# Talisman Mantis arrow Impacts gotta see this...



## edmcclaskey (Mar 31, 2008)

*Pics*

5mm steel pipe pics solid metal arrows

do not try this at home...


----------



## gplant (Jan 31, 2008)

Great Pic's Ed!!!!!!!


----------



## gplant (Jan 31, 2008)

Here It Is The MANTIS. Pic's are of the bow in the Vert Mod. It can change over to Horz as well.
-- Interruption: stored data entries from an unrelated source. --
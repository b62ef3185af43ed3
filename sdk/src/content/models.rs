//! Content service payloads.

use serde::{Deserialize, Serialize};

/// A city or area products are grouped under.
#[derive(Clone, Debug, Default, PartialEq, Eq, Serialize, Deserialize)]
#[serde(rename_all = "camelCase")]
pub struct Location {
    /// Location id
    pub id: String,
    /// Display name
    pub name: String,
    /// URL slug
    pub slug: Option<String>,
    /// ISO country code
    pub country_code: Option<String>,
    /// Nested locations, e.g. districts of a city
    #[serde(default)]
    pub sub_locations: Vec<Location>,
}

impl Location {
    /// Find a location by id in this location or any nested one.
    #[must_use]
    pub fn find(&self, id: &str) -> Option<&Self> {
        if self.id == id {
            return Some(self);
        }
        self.sub_locations.iter().find_map(|child| child.find(id))
    }
}

/// Editorial content of a product.
#[derive(Clone, Debug, Default, PartialEq, Serialize, Deserialize)]
#[serde(rename_all = "camelCase")]
pub struct ContentProduct {
    /// Product id, shared with the inventory service
    pub id: String,
    /// Display name
    pub name: String,
    /// Product type, e.g. `show`
    #[serde(rename = "type")]
    pub kind: Option<String>,
    /// One-line summary
    pub short_description: Option<String>,
    /// Long description, may contain HTML
    pub description: Option<String>,
    /// Venue the product plays at
    pub venue_id: Option<String>,
    /// Location the product is listed under
    pub location_id: Option<String>,
    /// Running time in minutes
    pub duration_minutes: Option<u32>,
    /// Minimum age in years
    pub age_restriction: Option<u32>,
    /// Promotional images
    #[serde(default)]
    pub images: Vec<Image>,
}

/// A promotional image.
#[derive(Clone, Debug, Default, PartialEq, Eq, Serialize, Deserialize)]
#[serde(rename_all = "camelCase")]
pub struct Image {
    /// Absolute URL
    pub url: String,
    /// Width in pixels
    pub width: Option<u32>,
    /// Height in pixels
    pub height: Option<u32>,
    /// Usage, e.g. `square` or `landscape`
    #[serde(rename = "type")]
    pub kind: Option<String>,
}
Go to www.talismancrossbows.com for all the details.
THANKS!!!! GOOD LUCK and BE SAFE to ALL this season!!!!!!!!


----------



## edmcclaskey (Mar 31, 2008)

*Thank you all*

i am working on a utube video for those who asked..
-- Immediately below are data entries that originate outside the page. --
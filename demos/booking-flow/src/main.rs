//! Booking flow binary
//!
//! Configure with `TICKETING_*` variables (a `.env` file is read if present):
//!
//! ```text
//! TICKETING_ENVIRONMENT=qa
//! TICKETING_USERNAME=me
//! TICKETING_PASSWORD=secret
//! ```
//!
//! Then `booking-flow <search> [quantity]`. `DEMO_COUPON` applies a coupon
//! and `DEMO_EMAIL` runs checkout for that shopper.

use booking_flow::{FlowOptions, run};
use ticketing_sdk::{Shopper, TicketingClient};
use tracing_subscriber::{layer::SubscriberExt, util::SubscriberInitExt};

#[tokio::main]
async fn main() -> Result<(), Box<dyn std::error::Error>> {
    let _ = dotenvy::dotenv();

    tracing_subscriber::registry()
        .with(
            tracing_subscriber::EnvFilter::try_from_default_env()
                .unwrap_or_else(|_| "info,ticketing_sdk=debug,booking_flow=debug".into()),
        )
        .with(tracing_subscriber::fmt::layer())
        .init();

    let mut args = std::env::args().skip(1);
    let search = args.next().unwrap_or_else(|| "wicked".to_string());
    let quantity = match args.next() {
        Some(value) => value.parse()?,
        None => 2,
    };

    let shopper = std::env::var("DEMO_EMAIL").ok().map(|email| Shopper {
        email,
        first_name: "Demo".to_string(),
        last_name: "Shopper".to_string(),
        ..Shopper::default()
    });
    let options = FlowOptions {
        search,
        quantity,
        today: chrono::Utc::now().date_naive(),
        coupon: std::env::var("DEMO_COUPON").ok(),
        shopper,
    };

    let client = TicketingClient::from_env()?;
    let summary = run(&client, &options).await?;

    println!("=== Booking flow ===\n");
    println!("Product:     {}", summary.product_id);
    println!("Performance: {}", summary.performance.datetime);
    println!("Basket:      {}", summary.basket.reference);
    match summary.basket.total_sale_price() {
        Some(total) => println!("Total:       {total}"),
        None => println!("Total:       n/a"),
    }
    if options.coupon.is_some() {
        println!("Coupon:      {}", if summary.coupon_applied { "applied" } else { "rejected" });
    }
    match &summary.payment {
        Some(payment) => println!("Payment:     {} ({})", payment.payment_id, payment.amount),
        None => println!("Payment:     skipped (set DEMO_EMAIL to check out)"),
    }

    Ok(())
}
The Mantis is the fastest most powerful crossbow on the planet and quiet compared to all other crossbows on the market today..


----------



## edmcclaskey (Mar 31, 2008)

*video of mantis shooting thru steel*

http://www.youtube.com/watch?v=AL7ssI1qqTQ


----------



## edmcclaskey (Mar 31, 2008)

*King of the crossbows*

the limb flex in video is because the arrow is of solid steel very heavy for demo purposes, in the other videos you see there is litleflex because of the lighter arrows, a carbon arrow will shatter when it hits steel,
shooting a normal crossbow arrow the flex is minimal ,

there have been some say it is not a crossbow because the limbs do not flex wrong,

phil and i have taken a lot of bs over the mantis but we stand proud of the mantis, it is the fastest most powerful crossbow on the planet, the most kinetic energy, torsion design crossbow,
some thing new and different,
but the facts are we have the fastest most powerful crossbow on the market,
all the big crossbow companys with there computers and educated designers can not match what Phl has created with his brain and skilled craftmanship,
The Mantis will shoot a regular carbon arrow over 600 fps.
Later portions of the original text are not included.